Wednesday, June 30, 2004

Java and MT


Java's memory model is very aggressive, and you have to be very careful when accessing memory from multiple threads. You of course have to synchronize access to memory locations, but you have to synchronize them even when it looks like you don't have to. There are several cases where you must use synchronize:
  • To provide a mutual exclusion barrier to prevent one thread from modifying a data structure while the other is reading it.
  • To provide a memory barrier to prevent memory operation reordering from doing something you didn't want to have happen.
  • To make the memory you're accessing volatile so that the runtime optimizer doesn't throw away your request to read a memory location.
Here's a good web page that discusses this.
A good rule to use is that when in doubt, synchronize.
Reordering can only hit you with a multiple-cpu machine, but the problems that I've been running into recently happen on my single CPU machine, with something like this:
(Note that everything after this is speculation based on behavior I've seen):
int m_y = 0;
Thread1() {
    synchronized(m_x) {
        m_y = 1;
    }
}
void Thread2() {
    while(true)
        System.out.println(m_y);
}
Even after the code in Thread1 has executed in its thread, the code in Thread2 will print 0; I believe this is because the runtime optimizer doesn't bother to look at the value of m_y after the first access. This is similar to a compile-time optimizer, which you'd fix with volatile. But a compile-time optimizer couldn't do anything in this situation.
But in Java the runtime optimizer will make it so that the first access gets the value, but it won't bother reading the value from memory anymore after that.
This strange behavior goes away by putting the synchronize(m_x) around the access to m_y. I believe this tells the runtime optimizer that something is likely to have been changed by another thread.

Tuesday, June 8, 2004

Java uses /dev/random; may block forever creating SSL connections

The software that we're developing creates SSL connections when it starts up, and it does so at S13 (has to be after network, but before other services start). The result is that on an NFS booted Linux machine, it sits there forever, and never completes the connection.

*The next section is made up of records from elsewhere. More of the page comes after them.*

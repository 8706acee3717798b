//! Deterministic clock abstraction for testable time-dependent logic.

use std::sync::{Mutex, PoisonError};

use chrono::{DateTime, NaiveDate, Utc};

/// Clock trait for deterministic time in tests.
pub trait Clock: Send + Sync {
    /// Get the current UTC time.
    fn now_utc(&self) -> DateTime<Utc>;

    /// Get the current UTC calendar date.
    fn today(&self) -> NaiveDate {
        self.now_utc().date_naive()
    }
}

/// System clock using actual wall time.
#[derive(Debug, Clone, Copy, Default)]
pub struct SystemClock;

impl Clock for SystemClock {
    fn now_utc(&self) -> DateTime<Utc> {
        Utc::now()
    }
}

/// Adjustable clock for deterministic tests: validity windows, rotation
/// intervals, and rate-limit windows without real wall-clock sleeps.
#[derive(Debug)]
pub struct MockClock {
    now: Mutex<DateTime<Utc>>,
}

impl MockClock {
    /// Create a mock clock frozen at the given time.
    pub fn new(now: DateTime<Utc>) -> Self {
        Self { now: Mutex::new(now) }
    }

    /// Create a mock clock from an RFC 3339 string.
    pub fn from_rfc3339(s: &str) -> Self {
        Self::new(
            DateTime::parse_from_rfc3339(s)
                .expect("valid RFC 3339")
                .with_timezone(&Utc),
        )
    }

    /// Advance the clock by a duration.
    pub fn advance(&self, duration: chrono::Duration) {
        let mut now = self.now.lock().unwrap_or_else(PoisonError::into_inner);
        *now += duration;
    }

    /// Move the clock to an absolute instant.
    pub fn set(&self, instant: DateTime<Utc>) {
        let mut now = self.now.lock().unwrap_or_else(PoisonError::into_inner);
        *now = instant;
    }
}

impl Clock for MockClock {
    fn now_utc(&self) -> DateTime<Utc> {
        *self.now.lock().unwrap_or_else(PoisonError::into_inner)
    }
}

#[cfg(test)]
mod tests {
    use super::*;
    use chrono::Datelike;

    #[test]
    fn test_system_clock_returns_time() {
        let clock = SystemClock;
        assert!(clock.now_utc().year() >= 2024);
    }

    #[test]
    fn test_mock_clock_is_deterministic() {
        let clock = MockClock::from_rfc3339("2026-01-15T12:00:00Z");
        assert_eq!(clock.now_utc().to_rfc3339(), "2026-01-15T12:00:00+00:00");
        assert_eq!(clock.now_utc().to_rfc3339(), "2026-01-15T12:00:00+00:00");
    }

    #[test]
    fn test_mock_clock_advances() {
        let clock = MockClock::from_rfc3339("2026-01-15T12:00:00Z");
        clock.advance(chrono::Duration::hours(1));
        assert_eq!(clock.now_utc().to_rfc3339(), "2026-01-15T13:00:00+00:00");
    }

    #[test]
    fn test_today_follows_the_clock() {
        let clock = MockClock::from_rfc3339("2026-01-15T23:30:00Z");
        assert_eq!(clock.today().to_string(), "2026-01-15");
        clock.advance(chrono::Duration::hours(1));
        assert_eq!(clock.today().to_string(), "2026-01-16");
    }
}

Clue #1: if you move the mouse or type on the machine's keyboard, eventually the connection will complete.

Of course the reason for it hanging is that Java is using /dev/random to generate the keys for the SSL connection. And /dev/random gets all of its entropy from the physical environment, and refuses to return random values until it gets some input from the outside world.

We don't see this on a machine that boots from disk; I assume that /dev/random gets entropy from the interaction with the drive, via interrupts and so forth. For some reason the network activity doesn't yield the same entropy data, or at least not enough.

I found this article that discusses the usefulness of /dev/random given its current design.

In order to work around this, we decided to use /dev/urandom. We could do this by a link in the file system, but a much superior solution is to set the following system property in Java:

-Djava.security.egd=file:/dev/urandom

Now all you have to worry about is attacks against your SSL connection from those who know that you are using the pseudo-random number generator...